Singapore Exchange (SGX) may have just begun its search for a new CEO but investors and brokers already know what change they want to see: the bourse stripped of its regulatory powers and a rebuilding of its stock market business.
Unlike other major financial markets, Singapore does not have a dedicated securities watchdog. Instead SGX is the front-line regulator and is in turn regulated by the central bank, the Monetary Authority of Singapore.
Although credited with developing a strong derivatives business, CEO Magnus Bocker’s six-year tenure has also been marred by a big drop-off in stock trading volume – hit by scandals that have called the bourse’s regulatory prowess into question as well as by ferocious competition from Hong Kong’s exchange.
For many in the investment and trading community, Bocker’s impending departure in June represents the perfect time for MAS to scrap the bourse’s regulatory role and establish an independent financial watchdog.
“SGX has an opportunity to reset its priorities,” said Michael Dee, a former investment banker and senior managing director at Temasek Holdings. “SGX has erred in giving a higher priority to their own commercial interests at the expense of investors and their protection.”
Asked to comment, SGX said it was aware there was a perception of a possible conflict of interest between its regulatory and for-profit roles but said it had a committee to manage any potential conflicts.
“SGX believes that the better we perform as a regulator, the better the quality of our market,” it said in a statement.
MAS said in a statement that exchanges in markets such as Australia and the US also have a degree of self-regulation, and that it monitors SGX’s regulatory role closely.
Even before Bocker made his announcement, calls for a new watchdog had gathered steam. A group of more than 1,000 brokers this month signed a petition asking Singapore’s Finance Minister to intervene in the industry’s declining fortunes with one of their main demands the separating out of the roles of market operator and regulator.
Perceived conflicts of interest were highlighted in a penny stocks scandal in 2013 when shares in three small firms that had seen huge run-ups plunged, wiping out S$8bn ($5.9bn) in market value in two days.
SGX was criticised for being too enamoured of strong trading volumes to take action early enough even though some brokers had of their own accord imposed trading limits on the stocks.
The exchange conducted a review in 2013 which concluded it had sufficient safeguards in place to handle conflicts of interest.

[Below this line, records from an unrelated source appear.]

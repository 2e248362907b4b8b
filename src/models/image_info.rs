use serde::Serialize;
use utoipa::ToSchema;

use crate::codec::HeaderInfo;

/// Summary of an uploaded image
#[derive(Debug, Clone, PartialEq, Serialize, ToSchema)]
pub struct ImageInfo {
    /// Container format ("PNG" or "JPEG")
    pub format: String,
    /// Pixel mode ("L", "LA", "P", "RGB", "RGBA")
    pub mode: String,
    pub width: u32,
    pub height: u32,
    /// Whether the image can contain non-opaque pixels
    pub has_transparency: bool,
    /// Encoded size in bytes
    pub size_bytes: usize,
}

impl ImageInfo {
    pub fn from_header(header: &HeaderInfo, size_bytes: usize) -> Self {
        Self {
            format: header.format.name().to_string(),
            mode: header.mode.to_string(),
            width: header.width,
            height: header.height,
            has_transparency: header.has_transparency,
            size_bytes,
        }
    }
}

/// A target format token accepted by the convert endpoint
#[derive(Debug, Clone, Serialize, ToSchema)]
pub struct FormatInfo {
    /// Token to pass as `format`
    pub token: String,
    /// Extension used for the converted file
    pub extension: String,
    pub mime_type: String,
}
//! Assertion helpers for tests.

use axum::http::StatusCode;
use pretty_assertions::assert_eq;

use super::app::TestResponse;

/// Assert response has expected status code
pub fn assert_status(response: &TestResponse, expected: StatusCode) {
    assert_eq!(
        response.status,
        expected,
        "Expected status {}, got {}. Body: {}",
        expected,
        response.status,
        response.text()
    );
}

/// Assert response is OK (200)
pub fn assert_ok(response: &TestResponse) {
    assert_status(response, StatusCode::OK);
}

/// Assert response is a valid PNG image
pub fn assert_png(response: &TestResponse) {
    assert_ok(response);
    assert!(
        response.is_png(),
        "Expected PNG image, got {} bytes starting with {:?}",
        response.body.len(),
        &response.body[..8.min(response.body.len())]
    );
    assert_eq!(
        response.header("content-type"),
        Some("image/png"),
        "Expected Content-Type: image/png"
    );
}

/// Assert response is a valid JPEG image
pub fn assert_jpeg(response: &TestResponse) {
    assert_ok(response);
    assert!(
        response.is_jpeg(),
        "Expected JPEG image, got {} bytes starting with {:?}",
        response.body.len(),
        &response.body[..3.min(response.body.len())]
    );
    assert_eq!(
        response.header("content-type"),
        Some("image/jpeg"),
        "Expected Content-Type: image/jpeg"
    );
}

/// Assert a JSON error response with the given status and kind
pub fn assert_error_kind(response: &TestResponse, expected: StatusCode, kind: &str) {
    assert_status(response, expected);
    let json: serde_json::Value = response.json();
    assert_eq!(json["status"].as_u64(), Some(expected.as_u16() as u64));
    assert_eq!(
        json["kind"].as_str(),
        Some(kind),
        "Full response: {}",
        serde_json::to_string_pretty(&json).unwrap()
    );
    assert!(json["error"].is_string(), "Expected error message");
}
//! Test application factory for integration tests.

use axum::{
    body::Body,
    http::{Request, StatusCode},
};
use http_body_util::BodyExt;
use tower::ServiceExt;

use imgconv::models::AppConfig;
use imgconv::server::{build_router, create_app_state};

/// Test application wrapping the production router
pub struct TestApp {
    router: axum::Router,
}

impl TestApp {
    /// Create a new test application with default configuration
    pub fn new() -> Self {
        Self::with_config(AppConfig::default())
    }

    /// Create a test application with custom configuration
    pub fn with_config(config: AppConfig) -> Self {
        let state = create_app_state(config).expect("Failed to create app state");
        Self {
            router: build_router(state),
        }
    }

    /// Make a GET request to the given path
    pub async fn get(&self, path: &str) -> TestResponse {
        self.request(Request::get(path).body(Body::empty()).unwrap())
            .await
    }

    /// Make a POST request with a raw binary body
    pub async fn post_bytes(&self, path: &str, body: Vec<u8>) -> TestResponse {
        let request = Request::post(path)
            .header("Content-Type", "application/octet-stream")
            .body(Body::from(body))
            .unwrap();
        self.request(request).await
    }

    /// POST an image to /api/convert with the given format token
    pub async fn convert(&self, format: &str, body: Vec<u8>) -> TestResponse {
        self.post_bytes(&format!("/api/convert?format={format}"), body)
            .await
    }

    /// Send a request to the router
    async fn request(&self, request: Request<Body>) -> TestResponse {
        let response = self
            .router
            .clone()
            .oneshot(request)
            .await
            .expect("Request failed");

        let status = response.status();
        let headers = response.headers().clone();
        let body = response
            .into_body()
            .collect()
            .await
            .expect("Failed to collect body")
            .to_bytes()
            .to_vec();

        TestResponse {
            status,
            headers,
            body,
        }
    }
}

impl Default for TestApp {
    fn default() -> Self {
        Self::new()
    }
}

/// Test response with convenience methods
pub struct TestResponse {
    pub status: StatusCode,
    pub headers: axum::http::HeaderMap,
    pub body: Vec<u8>,
}

impl TestResponse {
    /// Parse body as JSON
    pub fn json<T: serde::de::DeserializeOwned>(&self) -> T {
        serde_json::from_slice(&self.body).expect("Failed to parse JSON response")
    }

    /// Get body as string
    pub fn text(&self) -> String {
        String::from_utf8_lossy(&self.body).to_string()
    }

    /// Get a header value as a string
    pub fn header(&self, name: &str) -> Option<&str> {
        self.headers.get(name).and_then(|v| v.to_str().ok())
    }

    /// Check if response is a PNG image
    pub fn is_png(&self) -> bool {
        self.body.len() >= 8 && &self.body[0..8] == b"\x89PNG\r\n\x1a\n"
    }

    /// Check if response is a JPEG image
    pub fn is_jpeg(&self) -> bool {
        self.body.len() >= 3 && self.body[0..3] == [0xFF, 0xD8, 0xFF]
    }
}
//! Benchmark for the craft ledger.
//!
//! Run with: cargo bench --package hepteract_economy --bench crafting_benchmark

use criterion::{black_box, criterion_group, criterion_main, Criterion};
use hepteract_economy::{CurrencyLedger, HepteractCatalog, HepteractKind, HEPTERACTS};

fn rich_ledger(catalog: &HepteractCatalog) -> CurrencyLedger {
    let mut ledger = CurrencyLedger::new().with_currency(HEPTERACTS, 1e300);
    for currency in catalog.required_currencies() {
        ledger.insert(currency, 1e300);
    }
    ledger
}

fn benchmark_max_craftable(c: &mut Criterion) {
    let catalog = HepteractCatalog::builtin().unwrap();
    let ledger = rich_ledger(&catalog);
    let challenge = catalog.get(HepteractKind::Challenge);

    c.bench_function("max_craftable_two_secondaries", |b| {
        b.iter(|| black_box(challenge.max_craftable(black_box(&ledger))));
    });
}

fn benchmark_craft_and_expand(c: &mut Criterion) {
    let catalog = HepteractCatalog::builtin().unwrap();

    c.bench_function("craft_fill_then_expand", |b| {
        b.iter(|| {
            let mut ledger = rich_ledger(&catalog);
            let mut chronos = catalog.get(HepteractKind::Chronos).clone();
            chronos.craft(black_box(1e6), &mut ledger).unwrap();
            black_box(chronos.expand())
        });
    });
}

criterion_group!(benches, benchmark_max_craftable, benchmark_craft_and_expand);
criterion_main!(benches);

Accounting problems at Chinese firms between 2008 and 2011 also led to criticism that SGX had been too eager to attract new business without properly vetting new listings.

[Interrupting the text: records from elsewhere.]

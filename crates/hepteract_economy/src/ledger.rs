//! # Currency Ledger
//!
//! Named player balances that crafts and exchanges debit from.
//!
//! Balances come in three shapes and the ledger dispatches on the tag,
//! never on runtime inspection:
//!
//! - [`Currency::Plain`]: a bare number, subtraction is exact
//! - [`Currency::Cube`]: a cube stock, subtraction floors at zero
//! - [`Currency::Quark`]: the quark store, credits carry a percentage bonus
//!
//! The ledger is owned by one caller at a time (`&mut self`); there is no
//! internal locking.

use std::collections::BTreeMap;

use serde::{Deserialize, Serialize};

use crate::error::{ForgeError, ForgeResult};

/// Ledger key of the primary currency every craft converts from.
pub const HEPTERACTS: &str = "hepteracts";

/// Ledger key of the quark store credited by the exchange.
pub const QUARKS: &str = "quarks";

/// A bounded cube-like resource. Never goes below zero.
#[derive(Clone, Copy, Debug, Default, PartialEq, Serialize, Deserialize)]
pub struct CubeStock {
    amount: f64,
}

impl CubeStock {
    /// Creates a stock holding `amount` (negative input is clamped to zero).
    #[must_use]
    pub fn new(amount: f64) -> Self {
        Self {
            amount: amount.max(0.0),
        }
    }

    /// Current amount.
    #[inline]
    #[must_use]
    pub const fn value(&self) -> f64 {
        self.amount
    }

    /// Adds to the stock.
    pub fn add(&mut self, amount: f64) {
        self.amount = (self.amount + amount).max(0.0);
    }

    /// Removes from the stock, stopping at zero.
    pub fn subtract(&mut self, amount: f64) {
        self.amount = (self.amount - amount).max(0.0);
    }
}

/// The quark store.
///
/// Credits are multiplied by `1 + bonus_percent / 100` and floored, so a
/// purchase of `n` quarks may land as more than `n`.
#[derive(Clone, Copy, Debug, Default, PartialEq, Serialize, Deserialize)]
pub struct QuarkStock {
    amount: f64,
    bonus_percent: f64,
}

impl QuarkStock {
    /// Creates a quark store with a bonus percentage applied to every credit.
    #[must_use]
    pub fn new(amount: f64, bonus_percent: f64) -> Self {
        Self {
            amount: amount.max(0.0),
            bonus_percent: bonus_percent.max(0.0),
        }
    }

    /// Current amount.
    #[inline]
    #[must_use]
    pub const fn value(&self) -> f64 {
        self.amount
    }

    /// Bonus percentage applied on credit.
    #[inline]
    #[must_use]
    pub const fn bonus_percent(&self) -> f64 {
        self.bonus_percent
    }

    /// Credits `amount` plus the bonus.
    pub fn add(&mut self, amount: f64) {
        self.amount += (amount * (1.0 + self.bonus_percent / 100.0)).floor();
    }

    /// Removes quarks, stopping at zero.
    pub fn subtract(&mut self, amount: f64) {
        self.amount = (self.amount - amount).max(0.0);
    }
}

/// One balance in the ledger.
#[derive(Clone, Copy, Debug, PartialEq, Serialize, Deserialize)]
#[serde(tag = "kind", content = "value", rename_all = "snake_case")]
pub enum Currency {
    /// Plain number with exact arithmetic.
    Plain(f64),
    /// Cube stock with floored subtraction.
    Cube(CubeStock),
    /// Quark store with bonus on credit.
    Quark(QuarkStock),
}

impl Currency {
    /// Current balance regardless of shape.
    #[must_use]
    pub const fn value(&self) -> f64 {
        match self {
            Self::Plain(v) => *v,
            Self::Cube(c) => c.value(),
            Self::Quark(q) => q.value(),
        }
    }

    /// Credits the balance.
    pub fn add(&mut self, amount: f64) {
        match self {
            Self::Plain(v) => *v += amount,
            Self::Cube(c) => c.add(amount),
            Self::Quark(q) => q.add(amount),
        }
    }

    /// Debits the balance.
    pub fn subtract(&mut self, amount: f64) {
        match self {
            Self::Plain(v) => *v -= amount,
            Self::Cube(c) => c.subtract(amount),
            Self::Quark(q) => q.subtract(amount),
        }
    }
}

impl From<f64> for Currency {
    fn from(value: f64) -> Self {
        Self::Plain(value)
    }
}

/// Named balances owned by the player.
#[derive(Clone, Debug, PartialEq, Serialize, Deserialize)]
pub struct CurrencyLedger {
    currencies: BTreeMap<String, Currency>,
}

impl CurrencyLedger {
    /// Creates a ledger holding only an empty primary currency.
    #[must_use]
    pub fn new() -> Self {
        let mut currencies = BTreeMap::new();
        currencies.insert(HEPTERACTS.to_string(), Currency::Plain(0.0));
        Self { currencies }
    }

    /// Registers (or replaces) a currency, builder style.
    #[must_use]
    pub fn with_currency(mut self, name: impl Into<String>, currency: impl Into<Currency>) -> Self {
        self.insert(name, currency);
        self
    }

    /// Registers (or replaces) a currency.
    pub fn insert(&mut self, name: impl Into<String>, currency: impl Into<Currency>) {
        self.currencies.insert(name.into(), currency.into());
    }

    /// Looks up a currency.
    #[must_use]
    pub fn get(&self, name: &str) -> Option<&Currency> {
        self.currencies.get(name)
    }

    /// Iterates over all currency names.
    pub fn names(&self) -> impl Iterator<Item = &str> {
        self.currencies.keys().map(String::as_str)
    }

    /// Reads a balance.
    ///
    /// # Errors
    ///
    /// Returns `UnknownCurrency` if `name` is not registered.
    pub fn balance(&self, name: &str) -> ForgeResult<f64> {
        self.currencies
            .get(name)
            .map(Currency::value)
            .ok_or_else(|| ForgeError::UnknownCurrency(name.to_string()))
    }

    /// Credits a balance.
    ///
    /// # Errors
    ///
    /// Returns `UnknownCurrency` if `name` is not registered.
    pub fn add(&mut self, name: &str, amount: f64) -> ForgeResult<()> {
        self.entry(name)?.add(amount);
        Ok(())
    }

    /// Debits a balance.
    ///
    /// # Errors
    ///
    /// Returns `UnknownCurrency` if `name` is not registered.
    pub fn subtract(&mut self, name: &str, amount: f64) -> ForgeResult<()> {
        self.entry(name)?.subtract(amount);
        Ok(())
    }

    fn entry(&mut self, name: &str) -> ForgeResult<&mut Currency> {
        self.currencies
            .get_mut(name)
            .ok_or_else(|| ForgeError::UnknownCurrency(name.to_string()))
    }
}

impl Default for CurrencyLedger {
    fn default() -> Self {
        Self::new()
    }
}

It said last year that it would introduce a new separate listing committee. The scandals tarnished the bourse’s reputation just as it wages an uphill battle against Hong Kong Exchanges & Clearing which has grabbed the lion’s share of big ticket listings in the region by virtue of its gateway position to China.
In 2014 the volume of shares traded on SGX plunged 21%, while over the past two years, retail investor participation has slid to slightly over 30% of market volume from just under half.
The drop-off has prompted SGX to introduce incentives for market makers, cut clearing fees and launch market reforms to try and boost volumes.
Analysts argue that if it is no longer a regulator, SGX can concentrate more on attracting new listings – particularly from Southeast Asia where it should be able to capitalise on its regional strength.
“If Singapore doesn’t take advantage of its current position, it’s possible that in a few years’ time, others in Asia will see it as a prime opportunity for acquisition,” said Andrew Tinney, CEO of KPMG’s Management Consulting practice in Asean.